Random Rejection: Pulp Magazine

This week’s rejection “letter” can’t really be called a letter.  To me, it looks more like a sign that you might see posted on the telephone pole outside your house advertising a garage sale, except in this case, it’s advertising that your submission will not be appearing in Pulp Magazine.


I unfortunately have no idea what I had submitted to Pulp Magazine, because (being on Linux now) I can’t open my old Microsoft Access Manuscript Tracking database to look it up.  See what happens when you use a proprietary format to store your data?  The next time I write a manuscript tracking application, it will be in Java with a MySQL back-end …

Anyway, even though I don’t know what I submitted, I do appreciate Clancy at least pretending that my story had a 95% chance of being good to excellent and/or wonderful.  It somewhat softens the blow of a 36-point font telling me “This is a rejection slip.”

Well, okay, not really.

8 thoughts on “Random Rejection: Pulp Magazine

  1. Sorry to hear about the rejection letter. I have to admit, the huge font and the excuse for not commenting further on your work cracked me up. I think it would make a great addition to your local telephone pole. The world of publishing is a strange place.

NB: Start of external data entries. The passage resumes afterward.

//! The metadata of a loaded .NET module.
//!
//! [`ModuleView`] ties a [`File`] to the [`MetadataView`] borrowed from it, and gives access to
//! the IL method bodies the `MethodDef` table points at.
//!
//! # Examples
//!
//! ```rust,no_run
//! use pdbcompare::metadata::{module::ModuleView, tables::MethodDefRaw};
//! use std::path::Path;
//!
//! let module = ModuleView::from_file(Path::new("Sample.dll"))?;
//! module.with_metadata(|metadata| -> pdbcompare::Result<()> {
//!     let tables = metadata.tables()?;
//!     if let Some(methods) = tables.table::<MethodDefRaw>() {
//!         println!("{} methods", methods.row_count());
//!     }
//!     Ok(())
//! })?;
//! # Ok::<(), pdbcompare::Error>(())
//! ```

use std::{path::Path, sync::Arc};

use ouroboros::self_referencing;

use crate::{
    file::File,
    metadata::{
        cor20header::{Cor20Header, COR20_HEADER_SIZE},
        method::{instruction_offsets, MethodBody},
        view::MetadataView,
    },
    Result,
};

/// A module and its parsed metadata streams
#[self_referencing]
pub struct ModuleView {
    file: Arc<File>,
    cor20header: Cor20Header,
    #[borrows(file)]
    #[not_covariant]
    view: MetadataView<'this>,
}

impl ModuleView {
    /// Load and parse the module at `path`.
    ///
    /// # Errors
    /// Returns an error if the file is not a .NET module or its metadata is malformed.
    pub fn from_file(path: &Path) -> Result<ModuleView> {
        Self::from_arc(Arc::new(File::from_file(path)?))
    }

    /// Parse a module held in memory.
    ///
    /// # Errors
    /// Same as [`ModuleView::from_file`], minus the I/O failures.
    pub fn from_mem(data: Vec<u8>) -> Result<ModuleView> {
        Self::from_arc(Arc::new(File::from_mem(data)?))
    }

    /// Parse the metadata of an already loaded PE image.
    ///
    /// # Errors
    /// Returns [`crate::Error::Malformed`] if the CLI header or the metadata root is invalid.
    pub fn from_arc(file: Arc<File>) -> Result<ModuleView> {
        let (clr_rva, clr_size) = file.clr()?;
        let clr_offset = file.rva_to_offset(clr_rva)?;
        let cor20header =
            Cor20Header::read(file.data_slice(clr_offset, clr_size.max(COR20_HEADER_SIZE))?)?;

        let metadata_offset = file.rva_to_offset(cor20header.meta_data_rva as usize)?;
        let metadata_size = cor20header.meta_data_size as usize;

        ModuleView::try_new(file, cor20header, |file| {
            MetadataView::read(file.data_slice(metadata_offset, metadata_size)?)
        })
    }

    /// The underlying PE image
    #[must_use]
    pub fn file(&self) -> &Arc<File> {
        self.borrow_file()
    }

    /// The CLI header of the module
    #[must_use]
    pub fn cor20header(&self) -> &Cor20Header {
        self.borrow_cor20header()
    }

    /// Run `f` with access to the metadata streams
    pub fn with_metadata<R>(&self, f: impl FnOnce(&MetadataView<'_>) -> R) -> R {
        self.with_view(|view| f(view))
    }

    /// Decode the header of the method body at `rva`
    ///
    /// # Errors
    /// Returns an error if `rva` is not mapped or the header is malformed.
    pub fn method_body(&self, rva: u32) -> Result<MethodBody> {
        let data = self.body_data(rva)?;
        MethodBody::from(data)
    }

    /// Offsets of every IL instruction in the method body at `rva`, in ascending order
    ///
    /// # Errors
    /// Returns an error if the body can not be decoded or contains an invalid opcode.
    pub fn method_instructions(&self, rva: u32) -> Result<Vec<u32>> {
        let data = self.body_data(rva)?;
        let body = MethodBody::from(data)?;
        instruction_offsets(body.code(data)?)
    }

    fn body_data(&self, rva: u32) -> Result<&[u8]> {
        let file = self.borrow_file();
        let offset = file.rva_to_offset(rva as usize)?;
        file.data()
            .get(offset..)
            .ok_or(out_of_bounds_error!())
    }
}
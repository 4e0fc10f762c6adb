//! GUID heap (`#GUID`).
//!
//! A sequence of 128-bit GUIDs addressed by 1-based index (ECMA-335 II.24.2.5).

use crate::Result;

/// The `#GUID` heap: an array of 16 byte GUIDs, indexed from 1 (ECMA-335 II.24.2.5)
pub struct Guid<'a> {
    data: &'a [u8],
}

impl<'a> Guid<'a> {
    /// Create a view over the `#GUID` heap
    ///
    /// # Errors
    /// Returns [`crate::Error::Malformed`] if the heap size is not a multiple of 16.
    pub fn from(data: &'a [u8]) -> Result<Guid<'a>> {
        if data.len() % 16 != 0 {
            return Err(malformed_error!(
                "Size of #GUID heap is not a multiple of 16 - {}",
                data.len()
            ));
        }

        Ok(Guid { data })
    }

    /// Get the GUID at the 1-based `index`
    ///
    /// # Errors
    /// Returns [`crate::Error::OutOfBounds`] for index 0 or an index past the heap.
    pub fn get(&self, index: usize) -> Result<uguid::Guid> {
        if index < 1 || index * 16 > self.data.len() {
            return Err(out_of_bounds_error!());
        }

        let offset_start = (index - 1) * 16;

        let mut buffer = [0u8; 16];
        buffer.copy_from_slice(&self.data[offset_start..offset_start + 16]);

        Ok(uguid::Guid::from_bytes(buffer))
    }
}
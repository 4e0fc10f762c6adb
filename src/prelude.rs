//! # pdbcompare Prelude
//!
//! The types needed to load two modules and compare them, for glob import.

// ================================================================================================
// Core Types and Error Handling
// ================================================================================================

/// The main error type for all pdbcompare operations
pub use crate::Error;

/// The result type used throughout pdbcompare
pub use crate::Result;

// ================================================================================================
// Loading
// ================================================================================================

/// Loader interface and its implementations
pub use crate::{AutoLoader, CilLoader, LoaderOptions, ModuleLoader, SnapshotLoader};

/// The module graph
pub use crate::{InstructionEntry, MethodEntry, ModuleGraph, SourcePosition, TypeEntry};

/// Low-level file parsing utilities
pub use crate::{File, Parser};

// ================================================================================================
// Metadata
// ================================================================================================

/// Metadata token type for referencing table entries
pub use crate::metadata::token::Token;

/// Loaded module metadata
pub use crate::metadata::module::ModuleView;

/// Portable PDB reading
pub use crate::metadata::pdb::{DebugSymbols, PortablePdb, SymbolSource};

/// Sequence points
pub use crate::metadata::sequencepoints::{SequencePoint, SequencePoints, HIDDEN_LINE};

// ================================================================================================
// Comparison
// ================================================================================================

/// The comparison engine and its results
pub use crate::{AssemblySlot, CompareOptions, Comparer, Finding, FindingKind, Report, Severity};
//! Method attribute and implementation flags, and the method body header flags.
//!
//! The raw `MethodDef` row stores two flag words. They are split into logical groups here so
//! that the loader can decide whether a method carries an IL body in the module.
//!
//! # Key Types
//! - [`MethodImplCodeType`], [`MethodImplManagement`], [`MethodImplOptions`]: Implementation flags
//! - [`MethodModifiers`]: Attribute flags
//! - [`MethodBodyFlags`]: Method body header flags

use bitflags::bitflags;

/// Bitmask for `CODE_TYPE` extraction
pub const METHOD_IMPL_CODE_TYPE_MASK: u32 = 0x0003;
/// Bitmask for `MANAGED` state extraction
pub const METHOD_IMPL_MANAGED_MASK: u32 = 0x0004;
/// Bitmask for `ACCESS` state extraction
pub const METHOD_ACCESS_MASK: u32 = 0x0007;
/// Bitmask for `VTABLE_LAYOUT` information extraction
pub const METHOD_VTABLE_LAYOUT_MASK: u32 = 0x0100;

bitflags! {
    #[derive(Debug, Clone, Copy, PartialEq, Eq)]
    /// Method implementation code type flags
    pub struct MethodImplCodeType: u32 {
        /// Method impl is IL
        const IL = 0x0000;
        /// Method impl is native
        const NATIVE = 0x0001;
        /// Method impl is OPTIL
        const OPTIL = 0x0002;
        /// Method impl is provided by the runtime
        const RUNTIME = 0x0003;
    }
}

impl MethodImplCodeType {
    /// Extract code type from raw implementation flags
    #[must_use]
    pub fn from_impl_flags(flags: u32) -> Self {
        Self::from_bits_truncate(flags & METHOD_IMPL_CODE_TYPE_MASK)
    }
}

bitflags! {
    #[derive(Debug, Clone, Copy, PartialEq, Eq)]
    /// Method implementation management flags
    pub struct MethodImplManagement: u32 {
        /// Method impl is unmanaged, otherwise managed
        const UNMANAGED = 0x0004;
    }
}

impl MethodImplManagement {
    /// Extract management type from raw implementation flags
    #[must_use]
    pub fn from_impl_flags(flags: u32) -> Self {
        Self::from_bits_truncate(flags & METHOD_IMPL_MANAGED_MASK)
    }
}

bitflags! {
    #[derive(Debug, Clone, Copy, PartialEq, Eq)]
    /// Method implementation additional options
    pub struct MethodImplOptions: u32 {
        /// Method cannot be inlined
        const NO_INLINING = 0x0008;
        /// Method is defined; used primarily in merge scenarios
        const FORWARD_REF = 0x0010;
        /// Method is a synchronized method
        const SYNCHRONIZED = 0x0020;
        /// Method signature is exported exactly as declared
        const PRESERVE_SIG = 0x0080;
        /// Method is implemented inside the runtime
        const INTERNAL_CALL = 0x1000;
    }
}

impl MethodImplOptions {
    /// Extract implementation options from raw implementation flags
    #[must_use]
    pub fn from_impl_flags(flags: u32) -> Self {
        Self::from_bits_truncate(flags & !(METHOD_IMPL_CODE_TYPE_MASK | METHOD_IMPL_MANAGED_MASK))
    }
}

bitflags! {
    #[derive(Debug, Clone, Copy, PartialEq, Eq)]
    /// Method attribute modifiers
    pub struct MethodModifiers: u32 {
        /// Defined on type, else per instance
        const STATIC = 0x0010;
        /// Method cannot be overridden
        const FINAL = 0x0020;
        /// Method is virtual
        const VIRTUAL = 0x0040;
        /// Method hides by name+sig, else just by name
        const HIDE_BY_SIG = 0x0080;
        /// Method can only be overridden if also accessible
        const STRICT = 0x0200;
        /// Method does not provide an implementation
        const ABSTRACT = 0x0400;
        /// Method is special
        const SPECIAL_NAME = 0x0800;
        /// CLI provides 'special' behavior, depending upon the name of the method
        const RTSPECIAL_NAME = 0x1000;
        /// Implementation is forwarded through P/Invoke
        const PINVOKE_IMPL = 0x2000;
        /// Method has security associated with it
        const HAS_SECURITY = 0x4000;
        /// Method calls another method containing security code
        const REQUIRE_SEC_OBJECT = 0x8000;
        /// Reserved: shall be zero for conforming implementations
        const UNMANAGED_EXPORT = 0x0008;
    }
}

impl MethodModifiers {
    /// Extract method modifiers from raw method attribute flags
    #[must_use]
    pub fn from_method_flags(flags: u32) -> Self {
        Self::from_bits_truncate(flags & !METHOD_ACCESS_MASK & !METHOD_VTABLE_LAYOUT_MASK)
    }
}

bitflags! {
    #[derive(Debug, Clone, Copy, PartialEq, Eq)]
    /// Method body header flags
    pub struct MethodBodyFlags: u16 {
        /// Tiny method header format
        const TINY_FORMAT = 0x2;
        /// Fat method header format
        const FAT_FORMAT = 0x3;
        /// More sections follow after the code
        const MORE_SECTS = 0x8;
        /// Call default constructor on all local variables
        const INIT_LOCALS = 0x10;
    }
}

#[cfg(test)]
mod tests {
    use super::*;

    #[test]
    fn impl_flags_split() {
        assert_eq!(
            MethodImplCodeType::from_impl_flags(0x1003),
            MethodImplCodeType::RUNTIME
        );
        assert_eq!(MethodImplCodeType::from_impl_flags(0x0008), MethodImplCodeType::IL);
        assert!(
            MethodImplManagement::from_impl_flags(0x0004).contains(MethodImplManagement::UNMANAGED)
        );
        assert!(
            MethodImplOptions::from_impl_flags(0x1003).contains(MethodImplOptions::INTERNAL_CALL)
        );
        assert!(MethodImplOptions::from_impl_flags(0x0003).is_empty());
    }

    #[test]
    fn modifiers_ignore_access_and_vtable() {
        // public | virtual | newslot | abstract
        let modifiers = MethodModifiers::from_method_flags(0x0006 | 0x0040 | 0x0100 | 0x0400);
        assert_eq!(modifiers, MethodModifiers::VIRTUAL | MethodModifiers::ABSTRACT);
    }
}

  2. That’s pretty hardcore! I love that because of “time constraints” the gentleman can’t comment any more. Isn’t this just a photo copy of an obviously generic letter? Doesn’t it take just as much time to make a copy of a short, single-page letter as a long one? But at least you didn’t have to take any extra time to read a longer, dumber and headache-inducing rejection.


  3. I got one of those rejection letters once… submitted to Fantasy magazine I think. They said they would have published me except had a similar story in the works… hrm… not sure I ever believed them. 🙂


  4. I think less of mags that get creative with their rejection letters. Trying too hard to be cute. Makes me wonder how hard they “try” to be good with their magazines, and if they’re more concerned with being “cool” and trendy than they are with the real quality of the work they accept.